3          Experimental Physics Department,, Ruđer Bošković Institute, Zagreb, Croatia

4          European Synchrotron Radiation facility (ESRF), BP 220, F-38043 Grenoble (France)

Keywords: silicon carbide, electrical properties characterization, electrical properties, detectors


 

Abstract

Silicon carbide has recently emerged as an attractive material for ionisation radiation detection. The high band gap and high radiation damage resistance should allow the fabrication of detectors capable to operate at high temperature and in high radiation fields. The development of SiC radiation detectors in the field of spectroscopy imposes severe constraints in the electronic quality and in homogeneity of the material.

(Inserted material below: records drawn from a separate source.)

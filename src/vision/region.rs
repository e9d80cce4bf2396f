//! Scan region geometry
//!
//! The scan region is laid out in view coordinates while OCR bounding boxes
//! come back in sensor coordinates. This module maps one into the other for
//! the four right-angle sensor rotations and filters OCR blocks against it.

use serde::{Deserialize, Serialize};
use thiserror::Error;

use super::TextBlock;

/// Sensor rotation relative to the view
#[derive(Debug, Clone, Copy, PartialEq, Eq, Default, Serialize, Deserialize)]
#[serde(try_from = "u32", into = "u32")]
pub enum Rotation {
    #[default]
    Deg0,
    Deg90,
    Deg180,
    Deg270,
}

#[derive(Debug, Error, PartialEq, Eq)]
#[error("rotation must be 0, 90, 180 or 270 degrees, got {0}")]
pub struct InvalidRotation(pub u32);

impl Rotation {
    pub fn degrees(self) -> u32 {
        match self {
            Rotation::Deg0 => 0,
            Rotation::Deg90 => 90,
            Rotation::Deg180 => 180,
            Rotation::Deg270 => 270,
        }
    }

    /// 90 and 270 swap the sensor's axes relative to the view
    pub fn is_portrait(self) -> bool {
        matches!(self, Rotation::Deg90 | Rotation::Deg270)
    }
}

impl TryFrom<u32> for Rotation {
    type Error = InvalidRotation;

    fn try_from(degrees: u32) -> Result<Self, Self::Error> {
        match degrees {
            0 => Ok(Rotation::Deg0),
            90 => Ok(Rotation::Deg90),
            180 => Ok(Rotation::Deg180),
            270 => Ok(Rotation::Deg270),
            other => Err(InvalidRotation(other)),
        }
    }
}

impl From<Rotation> for u32 {
    fn from(rotation: Rotation) -> Self {
        rotation.degrees()
    }
}

impl std::fmt::Display for Rotation {
    fn fmt(&self, f: &mut std::fmt::Formatter<'_>) -> std::fmt::Result {
        write!(f, "{}°", self.degrees())
    }
}

/// Rectangle the user aligns with the scale display, in view coordinates
#[derive(Debug, Clone, Copy, PartialEq, Serialize, Deserialize)]
pub struct ScanRegion {
    pub left: f32,
    pub top: f32,
    pub width: f32,
    pub height: f32,
}

impl ScanRegion {
    pub fn new(left: f32, top: f32, width: f32, height: f32) -> Self {
        Self {
            left,
            top,
            width,
            height,
        }
    }

    /// A region with no area cannot select anything
    pub fn is_empty(&self) -> bool {
        !(self.width > 0.0 && self.height > 0.0)
    }
}

/// Integer rectangle in sensor coordinates (right/bottom exclusive)
#[derive(Debug, Clone, Copy, PartialEq, Eq, Serialize, Deserialize)]
pub struct PixelRect {
    pub left: i32,
    pub top: i32,
    pub right: i32,
    pub bottom: i32,
}

impl PixelRect {
    pub fn new(left: i32, top: i32, right: i32, bottom: i32) -> Self {
        Self {
            left,
            top,
            right,
            bottom,
        }
    }

    /// Edges saturate at the `i32` range instead of wrapping
    pub fn from_size(left: i32, top: i32, width: i32, height: i32) -> Self {
        Self::new(left, top, left.saturating_add(width), top.saturating_add(height))
    }

    pub fn width(&self) -> i32 {
        self.right.saturating_sub(self.left)
    }

    pub fn height(&self) -> i32 {
        self.bottom.saturating_sub(self.top)
    }

    /// Overlap test; rectangles that only share an edge do not intersect
    pub fn intersects(&self, other: &PixelRect) -> bool {
        self.left < other.right
            && other.left < self.right
            && self.top < other.bottom
            && other.top < self.bottom
    }
}

/// Dimensions of the analysis frame and of the sensor buffer backing it
#[derive(Debug, Clone, Copy, PartialEq, Eq)]
pub struct FrameGeometry {
    pub frame_width: u32,
    pub frame_height: u32,
    pub sensor_width: u32,
    pub sensor_height: u32,
}

impl FrameGeometry {
    pub fn new(frame: (u32, u32), sensor: (u32, u32)) -> Self {
        Self {
            frame_width: frame.0,
            frame_height: frame.1,
            sensor_width: sensor.0,
            sensor_height: sensor.1,
        }
    }

    /// Geometry where sensor and frame share dimensions
    #[cfg(test)]
    pub fn uniform(width: u32, height: u32) -> Self {
        Self::new((width, height), (width, height))
    }

    /// Per-axis scale from view space to sensor space for a rotation
    fn scale(&self, rotation: Rotation) -> (f32, f32) {
        let fw = self.frame_width.max(1) as f32;
        let fh = self.frame_height.max(1) as f32;
        let sw = self.sensor_width as f32;
        let sh = self.sensor_height as f32;

        if rotation.is_portrait() {
            (sh / fh, sw / fw)
        } else {
            (sw / fw, sh / fh)
        }
    }
}

/// Map a view-space scan region into sensor coordinates
pub fn map_to_sensor(region: &ScanRegion, geometry: &FrameGeometry, rotation: Rotation) -> PixelRect {
    let (sx, sy) = geometry.scale(rotation);
    let fw = geometry.frame_width as f32;
    let fh = geometry.frame_height as f32;

    // Truncation toward zero mirrors the platform's float-to-int conversion
    let (left, top, width, height) = match rotation {
        Rotation::Deg90 => (
            (region.top * sx) as i32,
            ((fw - region.left - region.width) * sy) as i32,
            (region.height * sx) as i32,
            (region.width * sy) as i32,
        ),
        Rotation::Deg270 => (
            ((fh - region.top - region.height) * sx) as i32,
            (region.left * sy) as i32,
            (region.height * sx) as i32,
            (region.width * sy) as i32,
        ),
        Rotation::Deg180 => (
            ((fw - region.left - region.width) * sx) as i32,
            ((fh - region.top - region.height) * sy) as i32,
            (region.width * sx) as i32,
            (region.height * sy) as i32,
        ),
        Rotation::Deg0 => (
            (region.left * sx) as i32,
            (region.top * sy) as i32,
            (region.width * sx) as i32,
            (region.height * sy) as i32,
        ),
    };

    PixelRect::from_size(left, top, width, height)
}

/// Map a box found in the upright image back into sensor coordinates
///
/// Inverse of rotating the sensor image clockwise by `rotation`.
#[cfg(any(test, windows))]
pub fn upright_to_sensor(rect: &PixelRect, sensor_width: u32, sensor_height: u32, rotation: Rotation) -> PixelRect {
    let sw = sensor_width as i32;
    let sh = sensor_height as i32;
    match rotation {
        Rotation::Deg0 => *rect,
        Rotation::Deg90 => PixelRect::new(rect.top, sh - rect.right, rect.bottom, sh - rect.left),
        Rotation::Deg180 => PixelRect::new(sw - rect.right, sh - rect.bottom, sw - rect.left, sh - rect.top),
        Rotation::Deg270 => PixelRect::new(sw - rect.bottom, rect.left, sw - rect.top, rect.right),
    }
}

/// Blocks whose bounding box overlaps the crop rectangle, in original order
pub fn blocks_in_region<'a>(blocks: &'a [TextBlock], crop: &PixelRect) -> Vec<&'a TextBlock> {
    blocks
        .iter()
        .filter(|block| block.bounds.is_some_and(|bounds| bounds.intersects(crop)))
        .collect()
}

#[cfg(test)]
mod tests {
    use super::*;

    fn as_region(rect: PixelRect) -> ScanRegion {
        ScanRegion::new(
            rect.left as f32,
            rect.top as f32,
            rect.width() as f32,
            rect.height() as f32,
        )
    }

    fn block(text: &str, bounds: Option<PixelRect>) -> TextBlock {
        TextBlock {
            text: text.to_string(),
            bounds,
        }
    }

    #[test]
    fn test_rotation_from_degrees() {
        assert_eq!(Rotation::try_from(0), Ok(Rotation::Deg0));
        assert_eq!(Rotation::try_from(90), Ok(Rotation::Deg90));
        assert_eq!(Rotation::try_from(180), Ok(Rotation::Deg180));
        assert_eq!(Rotation::try_from(270), Ok(Rotation::Deg270));
        assert_eq!(Rotation::try_from(45), Err(InvalidRotation(45)));
        assert_eq!(Rotation::try_from(360), Err(InvalidRotation(360)));
    }

    #[test]
    fn test_map_unrotated_scales_directly() {
        let geometry = FrameGeometry::new((640, 480), (1280, 960));
        let region = ScanRegion::new(100.0, 50.0, 200.0, 40.0);

        let mapped = map_to_sensor(&region, &geometry, Rotation::Deg0);

        assert_eq!(mapped, PixelRect::from_size(200, 100, 400, 80));
    }

    #[test]
    fn test_map_90_swaps_axes() {
        let geometry = FrameGeometry::uniform(480, 640);
        let region = ScanRegion::new(72.0, 256.0, 336.0, 96.0);

        let mapped = map_to_sensor(&region, &geometry, Rotation::Deg90);

        // left <- top, top <- mirrored left, width <- height
        assert_eq!(mapped, PixelRect::from_size(256, 72, 96, 336));
    }

    #[test]
    fn test_map_90_with_scaling() {
        // Sensor is twice the analysis frame in both dimensions
        let geometry = FrameGeometry::new((480, 640), (960, 1280));
        let region = ScanRegion::new(40.0, 100.0, 200.0, 50.0);

        let mapped = map_to_sensor(&region, &geometry, Rotation::Deg90);

        // sx = 1280 / 640, sy = 960 / 480
        assert_eq!(mapped, PixelRect::from_size(200, 480, 100, 400));
    }

    #[test]
    fn test_map_270_mirrors_vertical_axis() {
        let geometry = FrameGeometry::uniform(480, 640);
        let region = ScanRegion::new(40.0, 100.0, 200.0, 50.0);

        let mapped = map_to_sensor(&region, &geometry, Rotation::Deg270);

        assert_eq!(mapped, PixelRect::from_size(490, 40, 50, 200));
    }

    #[test]
    fn test_map_180_mirrors_both_axes() {
        let geometry = FrameGeometry::uniform(640, 480);
        let region = ScanRegion::new(100.0, 50.0, 200.0, 40.0);

        let mapped = map_to_sensor(&region, &geometry, Rotation::Deg180);

        assert_eq!(mapped, PixelRect::from_size(340, 390, 200, 40));
    }

    #[test]
    fn test_map_truncates_toward_zero() {
        let geometry = FrameGeometry::new((300, 300), (400, 400));
        let region = ScanRegion::new(10.0, 10.0, 10.0, 10.0);

        let mapped = map_to_sensor(&region, &geometry, Rotation::Deg0);

        // 13.33 -> 13
        assert_eq!(mapped, PixelRect::from_size(13, 13, 13, 13));
    }

    #[test]
    fn test_map_saturates_huge_sensor() {
        let geometry = FrameGeometry::new((1, 1), (4_000_000_000, 4_000_000_000));
        let region = ScanRegion::new(0.5, 0.5, 0.5, 0.5);

        let mapped = map_to_sensor(&region, &geometry, Rotation::Deg0);

        assert_eq!(mapped.left, 2_000_000_000);
        assert_eq!(mapped.top, 2_000_000_000);
        assert_eq!(mapped.right, i32::MAX);
        assert_eq!(mapped.bottom, i32::MAX);
        assert!(mapped.width() > 0);
    }

    #[test]
    fn test_map_270_with_scaling() {
        // Portrait: sx = 1800 / 600, sy = 800 / 400
        let geometry = FrameGeometry::new((400, 600), (800, 1800));
        let region = ScanRegion::new(40.0, 100.0, 200.0, 50.0);

        let mapped = map_to_sensor(&region, &geometry, Rotation::Deg270);

        assert_eq!(mapped, PixelRect::from_size(1350, 80, 150, 400));
    }

    #[test]
    fn test_map_180_with_scaling() {
        // Landscape: sx = 1200 / 400, sy = 600 / 300
        let geometry = FrameGeometry::new((400, 300), (1200, 600));
        let region = ScanRegion::new(100.0, 50.0, 200.0, 40.0);

        let mapped = map_to_sensor(&region, &geometry, Rotation::Deg180);

        assert_eq!(mapped, PixelRect::from_size(300, 420, 600, 80));
    }

    #[test]
    fn test_90_then_270_round_trips() {
        let geometry = FrameGeometry::uniform(480, 640);
        let region = ScanRegion::new(72.0, 256.0, 336.0, 96.0);

        let rotated = map_to_sensor(&region, &geometry, Rotation::Deg90);
        // The rotated rectangle lives in a frame with transposed dimensions
        let transposed = FrameGeometry::uniform(640, 480);
        let back = map_to_sensor(&as_region(rotated), &transposed, Rotation::Deg270);

        assert_eq!(back, PixelRect::from_size(72, 256, 336, 96));
    }

    #[test]
    fn test_180_twice_round_trips() {
        let geometry = FrameGeometry::uniform(640, 480);
        let region = ScanRegion::new(17.0, 333.0, 250.0, 91.0);

        let once = map_to_sensor(&region, &geometry, Rotation::Deg180);
        let twice = map_to_sensor(&as_region(once), &geometry, Rotation::Deg180);

        assert_eq!(twice, PixelRect::from_size(17, 333, 250, 91));
    }

    #[test]
    fn test_upright_to_sensor() {
        // Sensor 40x30; the upright image is 30x40 for 90/270
        let upright = PixelRect::new(2, 5, 12, 9);

        assert_eq!(upright_to_sensor(&upright, 40, 30, Rotation::Deg0), upright);
        assert_eq!(
            upright_to_sensor(&upright, 40, 30, Rotation::Deg90),
            PixelRect::new(5, 18, 9, 28)
        );
        assert_eq!(
            upright_to_sensor(&upright, 40, 30, Rotation::Deg180),
            PixelRect::new(28, 21, 38, 25)
        );
        assert_eq!(
            upright_to_sensor(&upright, 40, 30, Rotation::Deg270),
            PixelRect::new(31, 2, 35, 12)
        );
    }

    #[test]
    fn test_intersects_is_strict() {
        let a = PixelRect::new(0, 0, 10, 10);
        assert!(a.intersects(&PixelRect::new(5, 5, 15, 15)));
        assert!(a.intersects(&PixelRect::new(2, 2, 4, 4)));
        // Shared edge only
        assert!(!a.intersects(&PixelRect::new(10, 0, 20, 10)));
        assert!(!a.intersects(&PixelRect::new(0, 10, 10, 20)));
        assert!(!a.intersects(&PixelRect::new(50, 50, 60, 60)));
    }

    #[test]
    fn test_blocks_in_region_keeps_order_and_drops_unboxed() {
        let crop = PixelRect::new(100, 100, 300, 200);
        let blocks = vec![
            block("BRAND", Some(PixelRect::new(0, 0, 80, 20))),
            block("12.5", Some(PixelRect::new(150, 120, 250, 180))),
            block("floating", None),
            block("kg", Some(PixelRect::new(280, 150, 320, 190))),
        ];

        let kept: Vec<&str> = blocks_in_region(&blocks, &crop)
            .into_iter()
            .map(|b| b.text.as_str())
            .collect();

        assert_eq!(kept, vec!["12.5", "kg"]);
    }

    #[test]
    fn test_scan_region_is_empty() {
        assert!(ScanRegion::new(0.0, 0.0, 0.0, 10.0).is_empty());
        assert!(ScanRegion::new(0.0, 0.0, 10.0, -1.0).is_empty());
        assert!(!ScanRegion::new(0.0, 0.0, 10.0, 10.0).is_empty());
    }

    #[test]
    fn test_rotation_serde_as_degrees() {
        let json = serde_json::to_string(&Rotation::Deg270).unwrap();
        assert_eq!(json, "270");
        let parsed: Rotation = serde_json::from_str("90").unwrap();
        assert_eq!(parsed, Rotation::Deg90);
        assert!(serde_json::from_str::<Rotation>("45").is_err());
    }
}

In this work we present an investigation of the charge collection properties of  “detector grade” 4H-SiC Schottky diodes performed by means of the and X-ray and Ion Beam Induced Charge Collection (XBICC and IBIC) techniques. Such techniques allow the minority carrier diffusion length of the material to be evaluated and mapping of the transport properties to be performed with a spatial resolution of the order of 1 micrometer.

The investigated detectors are formed by Schottky contact (Au) on the epitaxial layer and an ohmic contact on the back side of 4H-SiC substrates.

IBIC measurements were performed using protons of energy 0.7 – 1.7 MeV. The IBIC spectra show a complete charge collection generated by ionisation in the depletion region. Similar analysis was also performed in steady state conditions using data from photocurrent measurements carried out at ESRF using 3 keV photons.

IBIC and XBICC maps were obtained by recording the mean pulse height and the mean photocurrent as a function of the photon or ion impact co-ordinates. The analysis of such maps allowed us to individuate the spatial distribution of defects and contact imperfections.